$5 Cover Unleashes 12 Seattle Bands in 1 Massive Web Series

$5 Cover is yet another reality-based series, but don’t run screaming from the room. In contrast with most reality fare, the subjects here are not bickering morons but funny, smart people with actual talent who are trying to make a living playing original music.

The Bands:

Champagne Champagne featuring rapper Pearl Dragon

Minimalist duo Corespondents

“Anti-robot” rock band God

Garage-rocking power trio The Lights

Country rockers The Maldives

Acoustic roots band The Moondoggies

Musician/filmmaker Sean Nelson

Punk/sci-fi rockers The Spits

Dual-guitar quartet Tea Cozies

Soul/rock hybrid Thee Emergency

TheeSatisfaction (hip-hop duo Stasia Irons and Catherine Harris-White)

Dance duo Weekend

Harmonica and piano-flavored rock band Whiskey Tango MTV will unleash the entire second “season” of the show, which focuses on the Seattle music scene, in one massive launch Wednesday on the $5 Cover website. A dozen eight-minute episodes showcasing 12 bands will go live along with more than 50 auxiliary pieces of content, including documentaries and music videos.

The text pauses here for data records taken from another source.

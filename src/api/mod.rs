//! HTTP surface: routes, controllers, DTOs.

pub mod controller;
pub mod dto;
pub mod routes;
pub mod util;
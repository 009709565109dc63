use std::collections::HashMap;

use async_trait::async_trait;

use crate::errors::BackendError;

/// Query window for a range query, all values in epoch seconds.
#[derive(Debug, Clone, Copy, PartialEq, Eq)]
pub struct RangeSpec {
    pub start: i64,
    pub end: i64,
    pub step: i64,
}

#[derive(Debug, Clone, Copy, PartialEq)]
pub struct Sample {
    pub timestamp: i64,
    pub value: f64,
}

/// A labelled series returned by a range query.
#[derive(Debug, Clone, Default, PartialEq)]
pub struct RangeSeries {
    pub labels: HashMap<String, String>,
    pub samples: Vec<Sample>,
}

impl RangeSeries {
    pub fn label(&self, name: &str) -> Option<&str> {
        self.labels.get(name).map(String::as_str)
    }

    pub fn value_at(&self, timestamp: i64) -> Option<f64> {
        self.samples
            .iter()
            .find(|s| s.timestamp == timestamp)
            .map(|s| s.value)
    }
}

/// A labelled point returned by an instant query.
#[derive(Debug, Clone, Default, PartialEq)]
pub struct InstantSample {
    pub labels: HashMap<String, String>,
    pub value: f64,
}

impl InstantSample {
    pub fn label(&self, name: &str) -> Option<&str> {
        self.labels.get(name).map(String::as_str)
    }
}

/// Query contract the services depend on. Implemented by the Prometheus
/// HTTP client and by test doubles.
#[async_trait]
pub trait MetricsBackend: Send + Sync {
    async fn query_range(&self, expr: &str, range: RangeSpec) -> Result<Vec<RangeSeries>, BackendError>;

    async fn query_instant(&self, expr: &str) -> Result<Vec<InstantSample>, BackendError>;
}
use axum::extract::State;
use axum::Json;
use chrono::Utc;

use crate::api::util::json::to_json;
use crate::app_state::AppState;
use crate::domain::metric::model::MetricsSnapshotResponse;
use crate::errors::AppError;

pub struct MetricSnapshotController;

impl MetricSnapshotController {
    pub async fn get_metrics(
        State(state): State<AppState>,
    ) -> Result<Json<MetricsSnapshotResponse>, AppError> {
        to_json(state.metric_service.get_metrics(Utc::now()).await)
    }
}
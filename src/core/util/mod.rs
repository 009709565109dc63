pub mod cost_util;
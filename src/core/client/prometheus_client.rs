use anyhow::{anyhow, Result};
use async_trait::async_trait;
use reqwest::Client;
use serde::de::DeserializeOwned;
use tracing::debug;

use crate::config::AppConfig;
use crate::core::client::metrics_backend::{InstantSample, MetricsBackend, RangeSeries, RangeSpec, Sample};
use crate::core::client::prometheus_dto::{
    parse_sample_value, PromMatrixSeries, PromResponse, PromVectorSample,
};
use crate::errors::BackendError;

/// HTTP client for a Prometheus-compatible query API.
pub struct PrometheusClient {
    base_url: Option<String>,
    client: Client,
}

impl PrometheusClient {
    pub fn new(config: &AppConfig) -> Result<Self> {
        let client = Client::builder()
            .timeout(config.query_timeout)
            .build()
            .map_err(|e| anyhow!("Failed to build HTTP client: {}", e))?;

        Ok(Self::with_client(config.prometheus_url.clone(), client))
    }

    pub fn with_client(base_url: Option<String>, client: Client) -> Self {
        Self { base_url, client }
    }

    pub fn is_configured(&self) -> bool {
        self.base_url.is_some()
    }

    async fn get<T: DeserializeOwned>(
        &self,
        path: &str,
        params: &[(&str, String)],
    ) -> Result<Vec<T>, BackendError> {
        let base_url = self
            .base_url
            .as_deref()
            .ok_or(BackendError::ConfigurationMissing)?;
        let url = format!("{}{}", base_url, path);

        let resp = self.client.get(&url).query(params).send().await?;

        let status = resp.status();
        if !status.is_success() {
            let text = resp.text().await.unwrap_or_default();
            return Err(BackendError::BackendQueryFailed(format!(
                "{} returned {}: {}",
                url, status, text
            )));
        }

        let body: PromResponse<T> = resp.json().await.map_err(|e| {
            BackendError::BackendQueryFailed(format!("Failed to decode response from {}: {}", url, e))
        })?;

        if body.status != "success" {
            return Err(BackendError::BackendQueryFailed(format!(
                "{} reported status {} ({}: {})",
                url,
                body.status,
                body.error_type.unwrap_or_default(),
                body.error.unwrap_or_default()
            )));
        }

        let data = body.data.ok_or_else(|| {
            BackendError::BackendQueryFailed(format!("{} returned no data section", url))
        })?;

        debug!("{} returned {} {} result(s)", url, data.result.len(), data.result_type);
        Ok(data.result)
    }
}

#[async_trait]
impl MetricsBackend for PrometheusClient {
    async fn query_range(&self, expr: &str, range: RangeSpec) -> Result<Vec<RangeSeries>, BackendError> {
        let params = [
            ("query", expr.to_string()),
            ("start", range.start.to_string()),
            ("end", range.end.to_string()),
            ("step", range.step.to_string()),
        ];

        let result: Vec<PromMatrixSeries> = self.get("/api/v1/query_range", &params).await?;

        Ok(result
            .into_iter()
            .map(|series| RangeSeries {
                labels: series.metric,
                samples: series
                    .values
                    .iter()
                    .map(|(ts, raw)| Sample {
                        timestamp: ts.round() as i64,
                        value: parse_sample_value(raw),
                    })
                    .collect(),
            })
            .collect())
    }

    async fn query_instant(&self, expr: &str) -> Result<Vec<InstantSample>, BackendError> {
        let params = [("query", expr.to_string())];

        let result: Vec<PromVectorSample> = self.get("/api/v1/query", &params).await?;

        Ok(result
            .into_iter()
            .map(|sample| InstantSample {
                labels: sample.metric,
                value: parse_sample_value(&sample.value.1),
            })
            .collect())
    }
}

Why throw everything out there at once?

“Instead of following the appointment-viewing model over a few weeks, we wanted to create this immersive world for the viewer to explore,” MTV New Media exec David Gale told Wired.com by e-mail.

“You can watch the series in its entirety or you can stop anywhere in-between to watch a profile on a band like The Moondoggies, check out a doc about the local burlesque scene, learn more about the Vortex, which is the coolest music studio ever, visit indie music radio station KEXP or just listen to the music. The choices go on and on.”

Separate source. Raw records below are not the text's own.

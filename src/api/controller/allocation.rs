use axum::extract::rejection::QueryRejection;
use axum::extract::{Query, State};
use axum::Json;
use chrono::Utc;
use rand::rngs::StdRng;
use rand::SeedableRng;

use crate::api::dto::cost_allocation_dto::CostAllocationQuery;
use crate::api::util::json::to_json;
use crate::app_state::AppState;
use crate::domain::allocation::model::CostAllocationResponse;
use crate::errors::AppError;

pub struct CostAllocationController;

impl CostAllocationController {
    pub async fn get_cost_allocation(
        State(state): State<AppState>,
        query: Result<Query<CostAllocationQuery>, QueryRejection>,
    ) -> Result<Json<CostAllocationResponse>, AppError> {
        let Query(q) = query?;
        let mut rng = StdRng::from_entropy();
        to_json(
            state
                .allocation_service
                .get_cost_allocation(q, Utc::now(), &mut rng)
                .await,
        )
    }
}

$5 Cover is accessed through the Coincident TV media player, which sounds like manna from heaven for multitaskers with short attention spans. Viewers can visit a band’s website while watching an episode and simultaneously checking out short films documenting Seattle’s alternative scene.

“We’ve always believed that tech-savvy viewers prefer to access as much content as they can, whenever they can,” Coincident TV CEO David Kaiser told Wired.com in an e-mail.

The series, created in Memphis, Tennessee, last year by Hustle & Flow director Craig Brewer and orchestrated in Seattle by indie filmmaker Lynn Shelton (featured in clip embedded below), has not settled on its next locale.

“We don’t know what is in store for Season 3 just yet,” Gale said. “The key is [finding] the perfect filmmakers to capture the music scene in that city.”